//! Account boundary detection.

use tracing::debug;

use crate::document::{Document, NodeId};
use crate::models::config::ExtractionConfig;

use super::tags::{ACCOUNT_CHILD_HINTS, ACCOUNT_CONTAINER_TAGS, ROOT_ACCOUNT_HINTS};

/// Locate the account elements of a document.
///
/// Strategies are mutually exclusive and tried in order: known
/// container tags, then nodes whose direct children look account-like,
/// then the whole document as a single account when a bare
/// account-number tag exists anywhere.
pub fn locate_accounts(doc: &Document, config: &ExtractionConfig) -> Vec<NodeId> {
    let root = doc.root();

    let mut accounts: Vec<NodeId> = Vec::new();
    for &container in ACCOUNT_CONTAINER_TAGS {
        accounts.extend(doc.descendants(root).filter(|&n| doc.tag(n) == container));
    }
    if !accounts.is_empty() {
        debug!("Found {} known account containers", accounts.len());
        return accounts;
    }

    if config.structural_account_fallback {
        let structural: Vec<NodeId> = doc
            .subtree(root)
            .filter(|&node| {
                doc.children(node)
                    .iter()
                    .any(|&child| ACCOUNT_CHILD_HINTS.contains(&doc.tag(child)))
            })
            .collect();
        if !structural.is_empty() {
            debug!("Found {} account-like elements by shape", structural.len());
            return structural;
        }
    }

    if ROOT_ACCOUNT_HINTS
        .iter()
        .any(|tag| doc.descendant(root, tag).is_some())
    {
        debug!("Treating the document root as a single account");
        return vec![root];
    }

    Vec::new()
}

__Problem__.
Go through the entries above and report each line with the string "config" in it.

__Exercise result__.
use crate::models::config::ExtractionConfig;
pub fn locate_accounts(doc: &Document, config: &ExtractionConfig) -> Vec<NodeId> {
    if config.structural_account_fallback {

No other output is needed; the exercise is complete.